_The task_:
Copy, exactly and without additions, every line in the records below from the one holding "async fn narrate(&self, conversation_id: &str, prompt: &str)" through the one holding "pub struct InMemoryGameStateRepository", both ends included.

_Dataset entries_:
══════════════════════════════

use async_trait::async_trait;
use serde::{Deserialize, Serialize};
use std::sync::Arc;
use std::time::Instant;
use tracing::{debug, instrument};

use super::{GeneratorContext, NarrativeGenerator, ensure_success, transport_error};
use crate::error::GenerationError;

/// Ollama /api/chat 客户端（本地模型）
pub struct OllamaGenerator {
    context: Arc<GeneratorContext>,
}

#[derive(Serialize)]
struct ChatRequest<'a> {
    model: &'a str,
    messages: [ChatMessage<'a>; 2],
    stream: bool,
    format: &'a str,
    #[serde(skip_serializing_if = "Option::is_none")]
    options: Option<ChatOptions>,
}

#[derive(Serialize)]
struct ChatMessage<'a> {
    role: &'a str,
    content: &'a str,
}

#[derive(Serialize)]
struct ChatOptions {
    temperature: f32,
}

#[derive(Deserialize)]
struct ChatResponse {
    message: Option<ChatResponseMessage>,
}

#[derive(Deserialize)]
struct ChatResponseMessage {
    #[serde(default)]
    content: String,
}

impl OllamaGenerator {
    pub fn new(context: Arc<GeneratorContext>) -> Self {
        Self { context }
    }

    async fn exchange(&self, prompt: &str) -> Result<String, GenerationError> {
        let config = self.context.config();
        let request = ChatRequest {
            model: &config.model,
            messages: [
                ChatMessage {
                    role: "system",
                    content: self.context.system_instruction(),
                },
                ChatMessage {
                    role: "user",
                    content: prompt,
                },
            ],
            stream: false,
            format: "json",
            options: config
                .temperature
                .map(|temperature| ChatOptions { temperature }),
        };

        let response = self
            .context
            .client()
            .post(self.context.endpoint("api/chat"))
            .json(&request)
            .send()
            .await
            .map_err(transport_error)?;

        let body: ChatResponse = ensure_success(response)
            .await?
            .json()
            .await
            .map_err(transport_error)?;

        let text = body.message.map(|m| m.content).unwrap_or_default();
        if text.trim().is_empty() {
            return Err(GenerationError::malformed(
                "generator returned an empty message",
                &text,
            ));
        }
        Ok(text)
    }
}

#[async_trait]
impl NarrativeGenerator for OllamaGenerator {
    #[instrument(skip(self, prompt), fields(backend = "ollama"))]
    async fn send(&self, conversation_id: &str, prompt: &str) -> Result<String, GenerationError> {
        let started = Instant::now();
        let text = self.context.within_deadline(self.exchange(prompt)).await?;
        debug!(
            elapsed_ms = started.elapsed().as_millis() as u64,
            response_len = text.len(),
            "ollama exchange completed"
        );
        Ok(text)
    }
}

#[cfg(test)]
mod tests {
    use super::*;
    use crate::services::generator::test_support::context;
    use wiremock::matchers::{body_partial_json, method, path};
    use wiremock::{Mock, MockServer, ResponseTemplate};

    #[tokio::test]
    async fn test_chat_round_trip() {
        let server = MockServer::start().await;
        Mock::given(method("POST"))
            .and(path("/api/chat"))
            .and(body_partial_json(serde_json::json!({
                "model": "test-model",
                "stream": false,
                "format": "json"
            })))
            .respond_with(ResponseTemplate::new(200).set_body_json(serde_json::json!({
                "message": {"role": "assistant", "content": "{\"location\": \"Fen\"}"},
                "done": true
            })))
            .expect(1)
            .mount(&server)
            .await;

        let generator = OllamaGenerator::new(context("ollama", &server.uri(), 5));
        let text = generator.send("conv-1", "Begin").await.unwrap();
        assert_eq!(text, "{\"location\": \"Fen\"}");

        let requests = server.received_requests().await.unwrap();
        let body: serde_json::Value = serde_json::from_slice(&requests[0].body).unwrap();
        assert_eq!(body["messages"][0]["role"], "system");
        assert_eq!(body["messages"][1]["content"], "Begin");
    }

    #[tokio::test]
    async fn test_not_found_model_is_unavailable() {
        let server = MockServer::start().await;
        Mock::given(method("POST"))
            .and(path("/api/chat"))
            .respond_with(
                ResponseTemplate::new(404).set_body_string(r#"{"error":"model not found"}"#),
            )
            .mount(&server)
            .await;

        let generator = OllamaGenerator::new(context("ollama", &server.uri(), 5));
        assert!(matches!(
            generator.send("conv-1", "Begin").await,
            Err(GenerationError::Unavailable(_))
        ));
    }
}
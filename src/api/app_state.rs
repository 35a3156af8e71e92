use crate::config::config::AppConfig;
use crate::observability::{AppMetrics, ObservabilityState};
use crate::services::character::CharacterService;
use crate::services::session::GameSessionService;
use crate::storage::StorageInstance;
use std::sync::Arc;

/// Application state containing all shared services
#[derive(Clone)]
pub struct AppState {
    /// Character creation and lookup
    pub character_service: Arc<dyn CharacterService>,
    /// Game session state machine
    pub session_service: Arc<dyn GameSessionService>,
    /// Storage backend, kept for health checks
    pub storage: Arc<StorageInstance>,
    /// In-process counters
    pub metrics: Arc<AppMetrics>,
    /// Loaded configuration
    pub config: Arc<AppConfig>,
}

impl std::fmt::Debug for AppState {
    fn fmt(&self, f: &mut std::fmt::Formatter<'_>) -> std::fmt::Result {
        f.debug_struct("AppState")
            .field("character_service", &"Arc<dyn CharacterService>")
            .field("session_service", &"Arc<dyn GameSessionService>")
            .field("storage", &self.storage.backend_name())
            .field("metrics", &self.metrics)
            .field("environment", &self.config.environment)
            .finish()
    }
}

impl AppState {
    /// Create new application state
    pub fn new(
        character_service: Box<dyn CharacterService>,
        session_service: Box<dyn GameSessionService>,
        storage: Arc<StorageInstance>,
        metrics: Arc<AppMetrics>,
        config: AppConfig,
    ) -> Self {
        Self {
            character_service: Arc::from(character_service),
            session_service: Arc::from(session_service),
            storage,
            metrics,
            config: Arc::new(config),
        }
    }

    /// State for the health and metrics endpoints
    pub fn observability(&self) -> ObservabilityState {
        ObservabilityState::new(self.metrics.clone(), self.storage.clone())
    }
}
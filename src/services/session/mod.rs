//! 游戏会话服务
//!
//! 会话状态机：开始、提交选择、读取历史。每次变更都先完成生成和解析，
//! 再以版本号整体替换会话；任何一步失败都不写入存储。

use async_trait::async_trait;
use std::sync::Arc;
use std::time::Instant;
use tracing::{debug, info, instrument, warn};

use crate::error::{AppError, GenerationError, Result};
use crate::models::character::Character;
use crate::models::session::{GameSession, StoryHistory};
use crate::models::story::StoryRecord;
use crate::observability::AppMetrics;
use crate::security::validators;
use crate::services::generator::NarrativeGenerator;
use crate::services::prompts::{continuation_prompt, opening_prompt};
use crate::services::story_parser::ResponseParser;
use crate::storage::repository::GameStateRepository;

/// 会话服务 trait
#[async_trait]
pub trait GameSessionService: Send + Sync {
    /// 为角色开始新会话，返回会话 ID 和开场故事
    async fn start(&self, character_id: &str) -> Result<(String, StoryRecord)>;

    /// 提交玩家选择，返回新的故事段落
    async fn apply_choice(&self, session_id: &str, choice_text: &str) -> Result<StoryRecord>;

    /// 读取会话历史
    async fn get_history(&self, session_id: &str) -> Result<StoryHistory>;
}

/// 会话规则
#[derive(Debug, Clone, Copy)]
pub struct SessionRules {
    /// 续写时回传的最近故事段数
    pub context_window: usize,
    /// 选择文本最大长度
    pub max_choice_length: usize,
}

impl Default for SessionRules {
    fn default() -> Self {
        Self {
            context_window: 3,
            max_choice_length: 500,
        }
    }
}

/// 会话服务实现
pub struct GameSessionServiceImpl {
    repository: Arc<dyn GameStateRepository>,
    generator: Arc<dyn NarrativeGenerator>,
    parser: Arc<dyn ResponseParser>,
    rules: SessionRules,
    metrics: Arc<AppMetrics>,
}

impl GameSessionServiceImpl {
    /// 创建新的服务实例
    pub fn new(
        repository: Arc<dyn GameStateRepository>,
        generator: Arc<dyn NarrativeGenerator>,
        parser: Arc<dyn ResponseParser>,
        rules: SessionRules,
        metrics: Arc<AppMetrics>,
    ) -> Self {
        Self {
            repository,
            generator,
            parser,
            rules,
            metrics,
        }
    }

    async fn load_character(&self, character_id: &str) -> Result<Character> {
        self.repository
            .find_character(character_id)
            .await?
            .ok_or_else(|| {
                debug!(character_id, "character lookup missed");
                AppError::CharacterNotFound(character_id.to_string())
            })
    }

    async fn load_session(&self, session_id: &str) -> Result<GameSession> {
        self.repository
            .find_session(session_id)
            .await?
            .ok_or_else(|| {
                debug!(session_id, "session lookup missed");
                AppError::SessionNotFound(session_id.to_string())
            })
    }

    /// 一次生成交换：发送提示词并解析为故事记录
    async fn narrate(&self, conversation_id: &str, prompt: &str) -> Result<StoryRecord> {
        let started = Instant::now();
        let outcome = match self.generator.send(conversation_id, prompt).await {
            Ok(raw) => self.parser.extract(&raw),
            Err(e) => Err(e),
        };

        match outcome {
            Ok(record) => {
                debug!(
                    elapsed_ms = started.elapsed().as_millis() as u64,
                    combat = record.combat_encounter,
                    choices = record.choices.len(),
                    "narration produced"
                );
                Ok(record)
            }
            Err(e) => {
                self.metrics.record_generation_failure();
                log_generation_failure(&e);
                Err(AppError::GenerationFailed(e))
            }
        }
    }

    fn validate_choice(&self, choice_text: &str) -> Result<()> {
        validators::validate_choice_text(choice_text, self.rules.max_choice_length)?;
        Ok(())
    }
}
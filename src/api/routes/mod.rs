//! Routes 模块
//!
//! 定义 API 路由。

pub mod character_routes;
pub mod story_routes;
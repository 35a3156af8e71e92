//! 故事 DTO
//!
//! 开始会话与提交选择的请求和响应结构。

use serde::{Deserialize, Serialize};

use crate::models::story::StoryRecord;

/// 开始会话响应
#[derive(Debug, Serialize, Deserialize)]
pub struct StartStoryResponse {
    /// 会话 ID，后续请求使用
    pub session_id: String,
    /// 开场故事
    pub story: StoryRecord,
}

/// 提交选择请求
#[derive(Debug, Deserialize)]
pub struct ChoiceRequest {
    pub choice_text: String,
}
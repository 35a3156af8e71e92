//! 进程内存储
//!
//! 用于测试和无数据库的本地运行，进程退出即丢失。

use async_trait::async_trait;
use dashmap::DashMap;
use dashmap::mapref::entry::Entry;

use crate::error::{AppError, Result};
use crate::models::character::Character;
use crate::models::session::GameSession;
use crate::storage::repository::GameStateRepository;

/// 基于 DashMap 的仓储实现
#[derive(Debug, Default)]
pub struct InMemoryGameStateRepository {
    characters: DashMap<String, Character>,
    sessions: DashMap<String, GameSession>,
}

impl InMemoryGameStateRepository {
    pub fn new() -> Self {
        Self::default()
    }

    /// 已保存的会话数
    pub fn session_count(&self) -> usize {
        self.sessions.len()
    }
}

#[async_trait]
impl GameStateRepository for InMemoryGameStateRepository {
    async fn find_character(&self, id: &str) -> Result<Option<Character>> {
        Ok(self.characters.get(id).map(|entry| entry.value().clone()))
    }

    async fn insert_character(&self, character: &Character) -> Result<()> {
        match self.characters.entry(character.id.clone()) {
            Entry::Occupied(_) => Err(AppError::Database(format!(
                "character {} already exists",
                character.id
            ))),
            Entry::Vacant(slot) => {
                slot.insert(character.clone());
                Ok(())
            }
        }
    }

    async fn find_session(&self, session_id: &str) -> Result<Option<GameSession>> {
        Ok(self.sessions.get(session_id).map(|entry| entry.value().clone()))
    }

    async fn insert_session(&self, session: &GameSession) -> Result<()> {
        match self.sessions.entry(session.session_id.clone()) {
            Entry::Occupied(_) => Err(AppError::Database(format!(
                "session {} already exists",
                session.session_id
            ))),
            Entry::Vacant(slot) => {
                slot.insert(session.clone());
                Ok(())
            }
        }
    }

    async fn replace_session(
        &self,
        session_id: &str,
        session: &GameSession,
        expected_version: u64,
    ) -> Result<()> {
        // 持有分片写锁期间完成比较与替换
        let mut current = self
            .sessions
            .get_mut(session_id)
            .ok_or_else(|| AppError::SessionNotFound(session_id.to_string()))?;

        if current.version != expected_version {
            return Err(AppError::Conflict(format!(
                "session {} is at version {}, expected {}",
                session_id, current.version, expected_version
            )));
        }

        *current = session.clone();
        Ok(())
    }
}
//! 可观测性模块
//!
//! 提供结构化日志初始化、进程内计数器和健康检查。

use axum::{
    Json, Router,
    extract::{Request, State},
    http::StatusCode,
    middleware::Next,
    response::{IntoResponse, Response},
    routing::get,
};
use chrono::{DateTime, Utc};
use serde::Serialize;
use std::sync::Arc;
use std::sync::atomic::{AtomicU64, Ordering};
use std::time::Instant;
use tracing_appender::non_blocking::WorkerGuard;
use tracing_subscriber::{EnvFilter, Layer, fmt, layer::SubscriberExt, util::SubscriberInitExt};

use crate::config::config::LoggingConfig;
use crate::error::{AppError, Result};
use crate::storage::StorageInstance;

// ===== Metrics =====

/// 应用指标
#[derive(Debug, Default)]
pub struct AppMetrics {
    pub characters_created: AtomicU64,
    pub sessions_started: AtomicU64,
    pub choices_applied: AtomicU64,
    pub generation_failures: AtomicU64,
    pub http_requests_total: AtomicU64,
    pub http_request_duration_sum: AtomicU64,
}

impl AppMetrics {
    pub fn record_character_created(&self) {
        self.characters_created.fetch_add(1, Ordering::Relaxed);
    }

    pub fn record_session_started(&self) {
        self.sessions_started.fetch_add(1, Ordering::Relaxed);
    }

    pub fn record_choice_applied(&self) {
        self.choices_applied.fetch_add(1, Ordering::Relaxed);
    }

    pub fn record_generation_failure(&self) {
        self.generation_failures.fetch_add(1, Ordering::Relaxed);
    }

    /// 记录 HTTP 请求
    pub fn record_http_request(&self, duration_ms: u64) {
        self.http_requests_total.fetch_add(1, Ordering::Relaxed);
        self.http_request_duration_sum
            .fetch_add(duration_ms, Ordering::Relaxed);
    }

    /// 生成 Prometheus 格式指标
    pub fn gather(&self) -> String {
        let requests = self.http_requests_total.load(Ordering::Relaxed);
        format!(
            r#"# HELP characters_created_total Characters created
# TYPE characters_created_total counter
characters_created_total {}
# HELP sessions_started_total Game sessions started
# TYPE sessions_started_total counter
sessions_started_total {}
# HELP choices_applied_total Player choices committed
# TYPE choices_applied_total counter
choices_applied_total {}
# HELP generation_failures_total Failed generator exchanges
# TYPE generation_failures_total counter
generation_failures_total {}
# HELP http_requests_total Total HTTP requests
# TYPE http_requests_total counter
http_requests_total {}
# HELP http_request_duration_seconds HTTP request duration in seconds
# TYPE http_request_duration_seconds summary
http_request_duration_seconds_sum {}
http_request_duration_seconds_count {}
"#,
            self.characters_created.load(Ordering::Relaxed),
            self.sessions_started.load(Ordering::Relaxed),
            self.choices_applied.load(Ordering::Relaxed),
            self.generation_failures.load(Ordering::Relaxed),
            requests,
            self.http_request_duration_sum.load(Ordering::Relaxed) as f64 / 1000.0,
            requests,
        )
    }
}

// ===== Health Check =====

/// 健康检查状态
#[derive(Debug, Serialize)]
pub struct HealthStatus {
    pub status: String,
    pub timestamp: String,
    pub version: String,
    pub uptime_seconds: f64,
    pub checks: Vec<HealthCheck>,
}

/// 单个健康检查项
#[derive(Debug, Serialize)]
pub struct HealthCheck {
    pub name: String,
    pub status: String,
    pub message: Option<String>,
    pub latency_ms: Option<u64>,
}

/// 健康检查与指标端点共享的状态
#[derive(Clone)]
pub struct ObservabilityState {
    pub metrics: Arc<AppMetrics>,
    pub storage: Arc<StorageInstance>,
    pub start_time: DateTime<Utc>,
    pub version: String,
}

impl ObservabilityState {
    pub fn new(metrics: Arc<AppMetrics>, storage: Arc<StorageInstance>) -> Self {
        Self {
            metrics,
            storage,
            start_time: Utc::now(),
            version: env!("CARGO_PKG_VERSION").to_string(),
        }
    }

    /// 获取应用正常运行时间
    pub fn uptime_seconds(&self) -> f64 {
        (Utc::now() - self.start_time).num_milliseconds() as f64 / 1000.0
    }
}

/// 获取完整健康状态
pub async fn health_check(State(state): State<ObservabilityState>) -> impl IntoResponse {
    let started = Instant::now();
    let probe = state.storage.health_check().await;
    let storage_check = HealthCheck {
        name: format!("storage:{}", state.storage.backend_name()),
        status: if probe.is_ok() { "healthy" } else { "unhealthy" }.to_string(),
        message: probe.as_ref().err().map(|e| e.to_string()),
        latency_ms: Some(started.elapsed().as_millis() as u64),
    };

    let healthy = probe.is_ok();
    let health_status = HealthStatus {
        status: if healthy { "healthy" } else { "unhealthy" }.to_string(),
        timestamp: Utc::now().to_rfc3339(),
        version: state.version.clone(),
        uptime_seconds: state.uptime_seconds(),
        checks: vec![storage_check],
    };

    let status_code = if healthy {
        StatusCode::OK
    } else {
        StatusCode::SERVICE_UNAVAILABLE
    };

    (status_code, Json(health_status))
}

/// 简单存活检查
pub async fn liveness() -> impl IntoResponse {
    "OK"
}

/// Prometheus 指标端点
pub async fn metrics(State(state): State<ObservabilityState>) -> impl IntoResponse {
    (StatusCode::OK, state.metrics.gather())
}

/// 创建可观测性路由
pub fn create_observability_router(state: ObservabilityState) -> Router {
    Router::new()
        .route("/health", get(health_check))
        .route("/health/live", get(liveness))
        .route("/metrics", get(metrics))
        .with_state(state)
}

// ===== Request Metrics Middleware =====

/// 记录请求指标的中间件
pub async fn metrics_middleware(
    State(metrics): State<Arc<AppMetrics>>,
    req: Request,
    next: Next,
) -> Response {
    let start = Instant::now();
    let response = next.run(req).await;
    metrics.record_http_request(start.elapsed().as_millis() as u64);
    response
}

// ===== Structured Logging =====

/// 初始化日志
///
/// `RUST_LOG` 优先于配置中的级别。配置了日志目录时额外按天滚动写入
/// JSON 文件，返回的 guard 必须保留到进程退出，否则缓冲区日志会丢失。
pub fn init_tracing(config: &LoggingConfig) -> Result<Option<WorkerGuard>> {
    let filter = EnvFilter::try_from_default_env()
        .or_else(|_| EnvFilter::try_new(&config.level))
        .map_err(|e| AppError::Config(format!("invalid log level '{}': {}", config.level, e)))?;

    let stdout_layer = if config.structured {
        fmt::layer().json().with_target(true).boxed()
    } else {
        fmt::layer()
            .with_target(true)
            .with_line_number(true)
            .boxed()
    };

    let (file_layer, guard) = match &config.log_dir {
        Some(dir) => {
            let appender = tracing_appender::rolling::daily(dir, "darkquest.log");
            let (writer, guard) = tracing_appender::non_blocking(appender);
            let layer = fmt::layer()
                .json()
                .with_ansi(false)
                .with_writer(writer)
                .boxed();
            (Some(layer), Some(guard))
        }
        None => (None, None),
    };

    tracing_subscriber::registry()
        .with(filter)
        .with(stdout_layer)
        .with(file_layer)
        .try_init()
        .map_err(|e| AppError::Internal(format!("failed to install tracing subscriber: {}", e)))?;

    Ok(guard)
}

══════════════════════════════

_Answer space_:
    async fn narrate(&self, conversation_id: &str, prompt: &str) -> Result<StoryRecord> {
        let started = Instant::now();
        let outcome = match self.generator.send(conversation_id, prompt).await {
            Ok(raw) => self.parser.extract(&raw),
            Err(e) => Err(e),
        };

        match outcome {
            Ok(record) => {
                debug!(
                    elapsed_ms = started.elapsed().as_millis() as u64,
                    combat = record.combat_encounter,
                    choices = record.choices.len(),
                    "narration produced"
                );
                Ok(record)
            }
            Err(e) => {
                self.metrics.record_generation_failure();
                log_generation_failure(&e);
                Err(AppError::GenerationFailed(e))
            }
        }
    }

    fn validate_choice(&self, choice_text: &str) -> Result<()> {
        validators::validate_choice_text(choice_text, self.rules.max_choice_length)?;
        Ok(())
    }
}
filename src/api/routes/mod.rs
//! Routes 模块
//!
//! 定义 API 路由。

pub mod character_routes;
pub mod story_routes;
repository 35a3156af8e71e92
//! 故事 DTO
//!
//! 开始会话与提交选择的请求和响应结构。

use serde::{Deserialize, Serialize};

use crate::models::story::StoryRecord;

/// 开始会话响应
#[derive(Debug, Serialize, Deserialize)]
pub struct StartStoryResponse {
    /// 会话 ID，后续请求使用
    pub session_id: String,
    /// 开场故事
    pub story: StoryRecord,
}

/// 提交选择请求
#[derive(Debug, Deserialize)]
pub struct ChoiceRequest {
    pub choice_text: String,
}
repository 35a3156af8e71e92
//! 进程内存储
//!
//! 用于测试和无数据库的本地运行，进程退出即丢失。

use async_trait::async_trait;
use dashmap::DashMap;
use dashmap::mapref::entry::Entry;

use crate::error::{AppError, Result};
use crate::models::character::Character;
use crate::models::session::GameSession;
use crate::storage::repository::GameStateRepository;

/// 基于 DashMap 的仓储实现
#[derive(Debug, Default)]
pub struct InMemoryGameStateRepository {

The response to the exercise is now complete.